TASK PROMPT: Filter the listing below down to the lines containing the word "forward".
EXERCISE DATA Block Start
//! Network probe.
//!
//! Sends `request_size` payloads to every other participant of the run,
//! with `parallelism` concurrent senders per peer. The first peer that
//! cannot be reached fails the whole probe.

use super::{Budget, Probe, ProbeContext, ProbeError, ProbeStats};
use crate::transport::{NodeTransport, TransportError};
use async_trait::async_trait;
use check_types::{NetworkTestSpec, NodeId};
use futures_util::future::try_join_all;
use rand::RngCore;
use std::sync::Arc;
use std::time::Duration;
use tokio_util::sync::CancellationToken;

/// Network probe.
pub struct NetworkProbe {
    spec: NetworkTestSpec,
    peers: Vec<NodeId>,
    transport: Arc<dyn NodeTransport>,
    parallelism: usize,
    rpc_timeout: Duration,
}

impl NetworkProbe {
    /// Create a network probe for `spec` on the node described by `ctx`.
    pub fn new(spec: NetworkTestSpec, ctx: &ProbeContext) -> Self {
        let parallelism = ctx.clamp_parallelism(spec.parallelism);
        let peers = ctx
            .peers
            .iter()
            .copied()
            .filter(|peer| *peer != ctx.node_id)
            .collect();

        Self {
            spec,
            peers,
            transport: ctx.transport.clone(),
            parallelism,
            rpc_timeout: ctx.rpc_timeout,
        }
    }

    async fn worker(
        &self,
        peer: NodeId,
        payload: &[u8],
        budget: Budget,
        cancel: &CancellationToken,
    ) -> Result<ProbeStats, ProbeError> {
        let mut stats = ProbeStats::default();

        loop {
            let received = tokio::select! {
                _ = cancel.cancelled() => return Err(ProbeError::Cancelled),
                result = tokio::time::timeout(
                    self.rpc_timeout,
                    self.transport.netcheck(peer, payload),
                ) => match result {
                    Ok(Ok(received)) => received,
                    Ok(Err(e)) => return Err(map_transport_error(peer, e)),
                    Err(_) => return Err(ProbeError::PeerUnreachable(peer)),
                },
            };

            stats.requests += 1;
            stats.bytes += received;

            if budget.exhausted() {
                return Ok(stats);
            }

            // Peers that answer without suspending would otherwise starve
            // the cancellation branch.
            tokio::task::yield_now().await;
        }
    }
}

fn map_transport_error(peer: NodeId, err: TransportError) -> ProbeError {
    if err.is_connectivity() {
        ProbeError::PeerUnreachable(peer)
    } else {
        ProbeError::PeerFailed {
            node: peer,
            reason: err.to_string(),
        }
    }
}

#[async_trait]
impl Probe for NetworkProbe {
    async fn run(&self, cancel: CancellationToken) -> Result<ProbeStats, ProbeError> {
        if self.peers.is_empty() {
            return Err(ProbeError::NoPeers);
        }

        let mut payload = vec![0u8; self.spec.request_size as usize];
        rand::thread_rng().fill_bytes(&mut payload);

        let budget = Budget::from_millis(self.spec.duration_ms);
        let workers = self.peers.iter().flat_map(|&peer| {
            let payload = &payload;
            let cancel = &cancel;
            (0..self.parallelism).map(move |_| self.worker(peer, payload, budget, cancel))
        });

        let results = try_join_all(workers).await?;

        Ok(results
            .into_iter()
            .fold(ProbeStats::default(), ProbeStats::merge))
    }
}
EXERCISE DATA Block End
EXERCISE DATA Block Start
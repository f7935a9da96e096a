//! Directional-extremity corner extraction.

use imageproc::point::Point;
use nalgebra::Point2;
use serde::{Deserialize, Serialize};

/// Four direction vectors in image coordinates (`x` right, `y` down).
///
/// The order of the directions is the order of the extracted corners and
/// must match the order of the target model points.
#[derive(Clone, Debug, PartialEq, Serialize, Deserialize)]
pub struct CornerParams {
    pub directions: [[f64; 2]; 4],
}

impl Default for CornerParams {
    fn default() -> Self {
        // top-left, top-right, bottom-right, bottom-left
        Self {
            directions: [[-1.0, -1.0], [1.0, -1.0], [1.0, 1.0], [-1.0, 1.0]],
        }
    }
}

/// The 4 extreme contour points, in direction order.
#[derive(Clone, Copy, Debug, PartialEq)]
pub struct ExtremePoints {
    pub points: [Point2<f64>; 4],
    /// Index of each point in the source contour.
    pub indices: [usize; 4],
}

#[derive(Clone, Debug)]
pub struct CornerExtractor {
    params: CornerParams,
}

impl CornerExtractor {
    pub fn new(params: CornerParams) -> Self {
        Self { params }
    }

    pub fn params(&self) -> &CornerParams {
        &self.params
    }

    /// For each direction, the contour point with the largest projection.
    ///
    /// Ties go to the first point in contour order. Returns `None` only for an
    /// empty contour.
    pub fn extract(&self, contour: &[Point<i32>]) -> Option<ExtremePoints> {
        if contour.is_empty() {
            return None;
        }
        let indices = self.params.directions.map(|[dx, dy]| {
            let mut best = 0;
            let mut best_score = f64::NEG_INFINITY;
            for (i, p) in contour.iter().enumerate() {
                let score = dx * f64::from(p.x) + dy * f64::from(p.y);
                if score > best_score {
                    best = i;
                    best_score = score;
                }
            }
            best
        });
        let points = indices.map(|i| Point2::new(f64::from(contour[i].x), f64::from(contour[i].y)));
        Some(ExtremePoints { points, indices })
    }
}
EXERCISE DATA Block End
EXERCISE DATA Block Start
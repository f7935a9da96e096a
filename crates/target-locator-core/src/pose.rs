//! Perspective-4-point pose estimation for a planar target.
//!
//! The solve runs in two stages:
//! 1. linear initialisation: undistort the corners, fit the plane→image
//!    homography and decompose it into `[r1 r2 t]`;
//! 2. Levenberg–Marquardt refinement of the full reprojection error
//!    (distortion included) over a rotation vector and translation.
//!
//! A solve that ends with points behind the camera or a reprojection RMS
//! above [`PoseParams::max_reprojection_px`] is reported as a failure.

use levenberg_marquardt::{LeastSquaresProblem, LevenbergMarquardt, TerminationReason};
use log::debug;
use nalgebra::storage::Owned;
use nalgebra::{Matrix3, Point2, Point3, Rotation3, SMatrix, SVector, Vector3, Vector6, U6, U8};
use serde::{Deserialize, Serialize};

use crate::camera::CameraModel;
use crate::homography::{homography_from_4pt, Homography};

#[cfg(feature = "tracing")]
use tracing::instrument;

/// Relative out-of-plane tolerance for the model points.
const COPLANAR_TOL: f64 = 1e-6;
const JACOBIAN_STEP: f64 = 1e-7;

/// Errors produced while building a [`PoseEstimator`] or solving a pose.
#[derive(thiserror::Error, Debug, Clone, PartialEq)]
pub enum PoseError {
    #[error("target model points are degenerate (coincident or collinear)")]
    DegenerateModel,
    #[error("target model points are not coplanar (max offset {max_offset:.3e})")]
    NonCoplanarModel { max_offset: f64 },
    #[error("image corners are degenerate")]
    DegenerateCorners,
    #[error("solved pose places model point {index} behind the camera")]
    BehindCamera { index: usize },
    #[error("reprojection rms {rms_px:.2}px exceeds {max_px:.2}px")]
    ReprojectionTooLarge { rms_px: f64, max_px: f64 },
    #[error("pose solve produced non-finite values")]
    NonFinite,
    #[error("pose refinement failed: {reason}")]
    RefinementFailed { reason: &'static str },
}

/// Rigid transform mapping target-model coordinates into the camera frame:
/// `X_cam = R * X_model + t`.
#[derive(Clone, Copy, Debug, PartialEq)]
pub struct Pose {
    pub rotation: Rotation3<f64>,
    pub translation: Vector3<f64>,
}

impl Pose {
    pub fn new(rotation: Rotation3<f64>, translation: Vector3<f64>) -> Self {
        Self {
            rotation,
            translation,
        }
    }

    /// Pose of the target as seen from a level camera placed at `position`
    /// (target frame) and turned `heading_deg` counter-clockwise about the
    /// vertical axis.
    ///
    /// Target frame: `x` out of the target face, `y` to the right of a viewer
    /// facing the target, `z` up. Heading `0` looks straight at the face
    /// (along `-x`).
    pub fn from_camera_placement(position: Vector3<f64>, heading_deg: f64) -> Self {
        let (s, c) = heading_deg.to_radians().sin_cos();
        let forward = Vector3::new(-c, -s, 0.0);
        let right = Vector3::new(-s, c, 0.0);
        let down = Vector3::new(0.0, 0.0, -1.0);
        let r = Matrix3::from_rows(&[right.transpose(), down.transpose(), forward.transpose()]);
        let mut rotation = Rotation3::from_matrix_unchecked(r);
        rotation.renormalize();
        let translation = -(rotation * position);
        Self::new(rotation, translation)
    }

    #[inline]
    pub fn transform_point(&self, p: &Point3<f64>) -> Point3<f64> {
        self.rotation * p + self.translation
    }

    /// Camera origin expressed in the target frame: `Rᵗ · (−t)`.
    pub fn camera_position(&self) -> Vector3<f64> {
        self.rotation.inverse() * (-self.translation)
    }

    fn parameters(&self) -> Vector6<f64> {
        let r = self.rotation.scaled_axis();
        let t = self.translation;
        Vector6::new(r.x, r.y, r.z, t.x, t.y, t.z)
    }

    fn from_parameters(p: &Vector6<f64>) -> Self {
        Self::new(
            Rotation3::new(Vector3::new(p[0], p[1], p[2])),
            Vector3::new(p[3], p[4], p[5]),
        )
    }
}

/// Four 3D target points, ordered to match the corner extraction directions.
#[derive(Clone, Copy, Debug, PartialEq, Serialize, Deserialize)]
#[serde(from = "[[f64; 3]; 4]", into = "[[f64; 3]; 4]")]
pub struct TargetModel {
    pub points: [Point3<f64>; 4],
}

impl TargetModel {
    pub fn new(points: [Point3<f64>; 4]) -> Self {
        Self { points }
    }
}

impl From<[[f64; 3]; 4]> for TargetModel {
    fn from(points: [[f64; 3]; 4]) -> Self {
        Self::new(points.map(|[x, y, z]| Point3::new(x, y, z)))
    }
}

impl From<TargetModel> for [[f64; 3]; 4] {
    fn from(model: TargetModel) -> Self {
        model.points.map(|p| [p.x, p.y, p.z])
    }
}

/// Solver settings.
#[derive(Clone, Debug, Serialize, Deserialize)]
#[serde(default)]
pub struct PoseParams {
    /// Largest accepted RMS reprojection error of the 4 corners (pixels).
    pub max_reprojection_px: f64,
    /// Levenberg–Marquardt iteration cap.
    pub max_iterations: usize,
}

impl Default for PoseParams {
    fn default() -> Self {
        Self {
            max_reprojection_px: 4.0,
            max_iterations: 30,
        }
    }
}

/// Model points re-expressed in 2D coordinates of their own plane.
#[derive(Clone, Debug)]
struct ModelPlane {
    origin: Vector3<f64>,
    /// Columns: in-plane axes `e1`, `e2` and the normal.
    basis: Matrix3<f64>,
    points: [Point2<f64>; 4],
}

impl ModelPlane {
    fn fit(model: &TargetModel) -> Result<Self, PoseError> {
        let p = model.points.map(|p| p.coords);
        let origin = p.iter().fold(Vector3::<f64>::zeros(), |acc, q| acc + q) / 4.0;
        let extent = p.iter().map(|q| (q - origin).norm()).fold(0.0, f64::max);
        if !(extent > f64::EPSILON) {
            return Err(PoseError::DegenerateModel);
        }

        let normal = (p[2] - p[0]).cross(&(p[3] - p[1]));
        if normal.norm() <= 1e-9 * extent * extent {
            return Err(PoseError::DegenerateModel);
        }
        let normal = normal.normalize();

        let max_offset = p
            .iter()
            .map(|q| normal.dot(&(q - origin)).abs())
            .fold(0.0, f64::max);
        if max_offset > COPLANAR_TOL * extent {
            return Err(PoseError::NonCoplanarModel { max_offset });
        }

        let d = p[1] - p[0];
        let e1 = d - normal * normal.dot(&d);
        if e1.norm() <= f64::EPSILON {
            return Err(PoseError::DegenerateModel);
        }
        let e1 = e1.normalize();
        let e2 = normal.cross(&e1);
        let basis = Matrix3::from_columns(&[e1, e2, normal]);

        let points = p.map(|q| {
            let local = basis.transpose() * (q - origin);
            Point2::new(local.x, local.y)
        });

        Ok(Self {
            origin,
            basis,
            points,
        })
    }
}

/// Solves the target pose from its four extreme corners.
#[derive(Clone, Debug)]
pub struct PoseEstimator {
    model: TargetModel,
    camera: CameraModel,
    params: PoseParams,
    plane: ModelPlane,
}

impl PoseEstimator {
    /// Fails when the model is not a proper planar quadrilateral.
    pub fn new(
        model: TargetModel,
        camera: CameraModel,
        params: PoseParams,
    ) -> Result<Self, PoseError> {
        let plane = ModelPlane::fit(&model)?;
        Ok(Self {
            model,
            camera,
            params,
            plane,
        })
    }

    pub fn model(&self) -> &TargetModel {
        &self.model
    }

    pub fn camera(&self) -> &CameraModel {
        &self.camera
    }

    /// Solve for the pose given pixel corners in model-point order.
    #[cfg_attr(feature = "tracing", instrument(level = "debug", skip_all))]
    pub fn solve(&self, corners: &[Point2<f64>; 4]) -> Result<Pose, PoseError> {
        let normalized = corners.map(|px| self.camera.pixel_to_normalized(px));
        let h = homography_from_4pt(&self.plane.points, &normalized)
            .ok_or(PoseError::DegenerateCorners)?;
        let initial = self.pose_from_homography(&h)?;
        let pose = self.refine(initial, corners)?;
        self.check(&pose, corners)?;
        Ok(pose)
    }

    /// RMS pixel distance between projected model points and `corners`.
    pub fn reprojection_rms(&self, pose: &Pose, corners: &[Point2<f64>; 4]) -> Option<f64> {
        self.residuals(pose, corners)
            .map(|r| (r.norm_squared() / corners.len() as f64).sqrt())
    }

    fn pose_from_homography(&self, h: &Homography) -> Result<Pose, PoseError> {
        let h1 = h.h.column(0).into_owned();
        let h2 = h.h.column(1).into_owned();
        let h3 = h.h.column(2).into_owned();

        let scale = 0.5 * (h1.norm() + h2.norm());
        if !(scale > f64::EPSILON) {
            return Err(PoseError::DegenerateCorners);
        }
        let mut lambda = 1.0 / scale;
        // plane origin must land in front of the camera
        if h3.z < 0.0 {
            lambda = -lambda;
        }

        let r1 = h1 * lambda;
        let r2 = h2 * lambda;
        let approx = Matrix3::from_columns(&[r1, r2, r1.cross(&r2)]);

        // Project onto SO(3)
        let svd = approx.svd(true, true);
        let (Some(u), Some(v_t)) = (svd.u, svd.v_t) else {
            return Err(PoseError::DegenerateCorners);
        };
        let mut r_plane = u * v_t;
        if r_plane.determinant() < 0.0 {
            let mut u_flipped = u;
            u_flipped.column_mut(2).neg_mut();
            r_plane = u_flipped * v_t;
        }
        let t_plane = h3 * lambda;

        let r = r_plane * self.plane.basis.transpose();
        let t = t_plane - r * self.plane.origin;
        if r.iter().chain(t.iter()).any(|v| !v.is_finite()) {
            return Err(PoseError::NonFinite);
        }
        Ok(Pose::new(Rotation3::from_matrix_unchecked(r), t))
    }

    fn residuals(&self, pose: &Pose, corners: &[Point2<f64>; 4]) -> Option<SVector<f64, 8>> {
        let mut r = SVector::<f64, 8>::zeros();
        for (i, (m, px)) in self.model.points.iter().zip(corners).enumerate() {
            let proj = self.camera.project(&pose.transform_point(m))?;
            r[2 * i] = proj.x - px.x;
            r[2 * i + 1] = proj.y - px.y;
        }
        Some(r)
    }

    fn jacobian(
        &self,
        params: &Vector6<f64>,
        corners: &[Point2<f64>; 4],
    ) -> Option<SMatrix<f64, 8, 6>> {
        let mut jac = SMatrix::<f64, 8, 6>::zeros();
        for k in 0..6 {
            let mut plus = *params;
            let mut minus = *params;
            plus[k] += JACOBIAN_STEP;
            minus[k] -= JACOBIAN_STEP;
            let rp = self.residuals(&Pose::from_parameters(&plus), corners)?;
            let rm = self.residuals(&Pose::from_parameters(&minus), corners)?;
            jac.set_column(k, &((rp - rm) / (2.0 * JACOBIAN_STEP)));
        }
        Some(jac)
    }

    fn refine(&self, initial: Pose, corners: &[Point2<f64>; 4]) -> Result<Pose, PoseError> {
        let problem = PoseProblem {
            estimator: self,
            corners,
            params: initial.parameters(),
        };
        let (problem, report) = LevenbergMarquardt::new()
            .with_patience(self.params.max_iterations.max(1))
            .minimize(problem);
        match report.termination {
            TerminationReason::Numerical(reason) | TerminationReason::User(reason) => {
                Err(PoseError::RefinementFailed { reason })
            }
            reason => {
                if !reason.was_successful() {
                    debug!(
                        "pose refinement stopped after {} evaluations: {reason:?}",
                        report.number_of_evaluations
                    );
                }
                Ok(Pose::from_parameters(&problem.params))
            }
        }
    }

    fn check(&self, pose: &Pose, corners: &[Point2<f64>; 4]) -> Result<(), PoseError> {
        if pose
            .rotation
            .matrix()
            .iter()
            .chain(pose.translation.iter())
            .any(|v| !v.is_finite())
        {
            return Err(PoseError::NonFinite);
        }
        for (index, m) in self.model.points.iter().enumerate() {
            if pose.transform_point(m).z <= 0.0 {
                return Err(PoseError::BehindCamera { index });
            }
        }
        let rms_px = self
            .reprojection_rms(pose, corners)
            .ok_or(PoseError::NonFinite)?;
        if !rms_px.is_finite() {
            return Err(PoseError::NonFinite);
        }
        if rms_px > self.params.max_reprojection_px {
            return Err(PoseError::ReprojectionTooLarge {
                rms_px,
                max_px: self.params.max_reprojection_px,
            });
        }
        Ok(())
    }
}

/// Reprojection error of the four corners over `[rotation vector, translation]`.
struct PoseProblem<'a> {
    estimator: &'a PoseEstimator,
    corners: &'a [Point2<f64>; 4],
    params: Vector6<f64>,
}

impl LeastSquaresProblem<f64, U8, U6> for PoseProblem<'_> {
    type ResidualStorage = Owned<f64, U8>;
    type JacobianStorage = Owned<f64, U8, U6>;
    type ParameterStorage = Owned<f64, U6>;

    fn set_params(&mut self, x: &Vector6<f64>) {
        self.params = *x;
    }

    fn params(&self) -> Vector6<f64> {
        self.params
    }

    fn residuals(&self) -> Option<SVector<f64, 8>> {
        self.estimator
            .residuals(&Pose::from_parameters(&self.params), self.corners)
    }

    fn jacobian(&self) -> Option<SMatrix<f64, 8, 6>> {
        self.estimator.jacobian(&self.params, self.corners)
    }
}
EXERCISE DATA Block End
RESPONSE TO THE EXERCISE:
        let forward = Vector3::new(-c, -s, 0.0);
        let r = Matrix3::from_rows(&[right.transpose(), down.transpose(), forward.transpose()]);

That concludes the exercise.